[Start of section]

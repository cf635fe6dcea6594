//! Test capture mode for deterministic logging assertions
//!
//! Installs a global subscriber layer that records every event in memory.
//! Tests filter by `op` so parallel tests do not see each other's events.

use std::collections::HashMap;
use std::sync::{Arc, Mutex, OnceLock};
use micasa_core_types::schema::{FIELD_COMPONENT, FIELD_EVENT, FIELD_OP};
use tracing::field::{Field, Visit};
use tracing::{Level, Subscriber};
use tracing_subscriber::layer::{Context, SubscriberExt};
use tracing_subscriber::registry::LookupSpan;
use tracing_subscriber::util::SubscriberInitExt;
use tracing_subscriber::Layer;

/// A captured log event with all its fields
#[derive(Clone, Debug)]
pub struct CapturedEvent {
    pub level: Level,
    pub component: Option<String>,
    pub op: Option<String>,
    pub event: Option<String>,
    pub fields: HashMap<String, String>,
}

impl CapturedEvent {
    /// Look up a field value by name
    pub fn field(&self, name: &str) -> Option<&str> {
        self.fields.get(name).map(String::as_str)
    }
}

#[derive(Default)]
struct FieldVisitor {
    fields: HashMap<String, String>,
}

impl FieldVisitor {
    fn insert(&mut self, field: &Field, value: String) {
        self.fields.insert(field.name().to_string(), value);
    }
}

impl Visit for FieldVisitor {
    fn record_debug(&mut self, field: &Field, value: &dyn std::fmt::Debug) {
        self.insert(field, format!("{:?}", value));
    }

    fn record_str(&mut self, field: &Field, value: &str) {
        self.insert(field, value.to_string());
    }

    fn record_i64(&mut self, field: &Field, value: i64) {
        self.insert(field, value.to_string());
    }

    fn record_u64(&mut self, field: &Field, value: u64) {
        self.insert(field, value.to_string());
    }

    fn record_bool(&mut self, field: &Field, value: bool) {
        self.insert(field, value.to_string());
    }
}

/// Layer that appends every event to a shared buffer
pub struct TestCaptureLayer {
    events: Arc<Mutex<Vec<CapturedEvent>>>,
}

impl TestCaptureLayer {
    pub fn new() -> (Self, TestCapture) {
        let events = Arc::new(Mutex::new(Vec::new()));
        let layer = Self {
            events: Arc::clone(&events),
        };
        (layer, TestCapture { events })
    }
}

impl<S> Layer<S> for TestCaptureLayer
where
    S: Subscriber + for<'a> LookupSpan<'a>,
{
    fn on_event(&self, event: &tracing::Event<'_>, _ctx: Context<'_, S>) {
        let mut visitor = FieldVisitor::default();
        event.record(&mut visitor);

        let captured = CapturedEvent {
            level: *event.metadata().level(),
            component: visitor.fields.get(FIELD_COMPONENT).cloned(),
            op: visitor.fields.get(FIELD_OP).cloned(),
            event: visitor.fields.get(FIELD_EVENT).cloned(),
            fields: visitor.fields,
        };

        if let Ok(mut events) = self.events.lock() {
            events.push(captured);
        }
    }
}

/// Handle for accessing captured events in tests
#[derive(Clone)]
pub struct TestCapture {
    events: Arc<Mutex<Vec<CapturedEvent>>>,
}

impl TestCapture {
    /// Get all captured events
    pub fn events(&self) -> Vec<CapturedEvent> {
        self.events.lock().map(|e| e.clone()).unwrap_or_default()
    }

    /// Events recorded for one operation name
    pub fn events_for_op(&self, op: &str) -> Vec<CapturedEvent> {
        self.events()
            .into_iter()
            .filter(|e| e.op.as_deref() == Some(op))
            .collect()
    }

    /// Assert that an event exists with the given operation and event type
    ///
    /// # Panics
    ///
    /// Panics if the event is not found
    pub fn assert_event_exists(&self, op: &str, event: &str) {
        let events = self.events();
        let found = events
            .iter()
            .any(|e| e.op.as_deref() == Some(op) && e.event.as_deref() == Some(event));
        assert!(
            found,
            "Expected event op={} event={} not found in {} captured events",
            op,
            event,
            events.len()
        );
    }

    /// Assert that no captured field value contains `needle`
    ///
    /// # Panics
    ///
    /// Panics naming the first offending field
    pub fn assert_nothing_contains(&self, needle: &str) {
        for event in self.events() {
            for (name, value) in &event.fields {
                assert!(
                    !value.contains(needle),
                    "field {} of op {:?} leaked a secret",
                    name,
                    event.op
                );
            }
        }
    }

    /// Count events matching a predicate
    pub fn count_events<F>(&self, predicate: F) -> usize
    where
        F: Fn(&CapturedEvent) -> bool,
    {
        self.events().iter().filter(|e| predicate(e)).count()
    }
}

static GLOBAL_CAPTURE: OnceLock<TestCapture> = OnceLock::new();

/// Initialize test capture mode
///
/// Returns the process-wide capture handle, installing the layer on first
/// use.
///
/// # Example
///
/// ```
/// use micasa_core::logging_facility::test_capture::init_test_capture;
/// use micasa_core::log_op_start;
///
/// let capture = init_test_capture();
/// log_op_start!("doc_capture_op");
/// capture.assert_event_exists("doc_capture_op", "start");
/// ```
pub fn init_test_capture() -> TestCapture {
    GLOBAL_CAPTURE
        .get_or_init(|| {
            let (layer, capture) = TestCaptureLayer::new();
            let _ = tracing_subscriber::registry().with(layer).try_init();
            capture
        })
        .clone()
}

[End of section]

Starting at the line that contains "pub fn init_test_capture()", output every remaining line of the data exactly, and stop after the last one.

pub fn init_test_capture() -> TestCapture {
    GLOBAL_CAPTURE
        .get_or_init(|| {
            let (layer, capture) = TestCaptureLayer::new();
            let _ = tracing_subscriber::registry().with(layer).try_init();
            capture
        })
        .clone()
}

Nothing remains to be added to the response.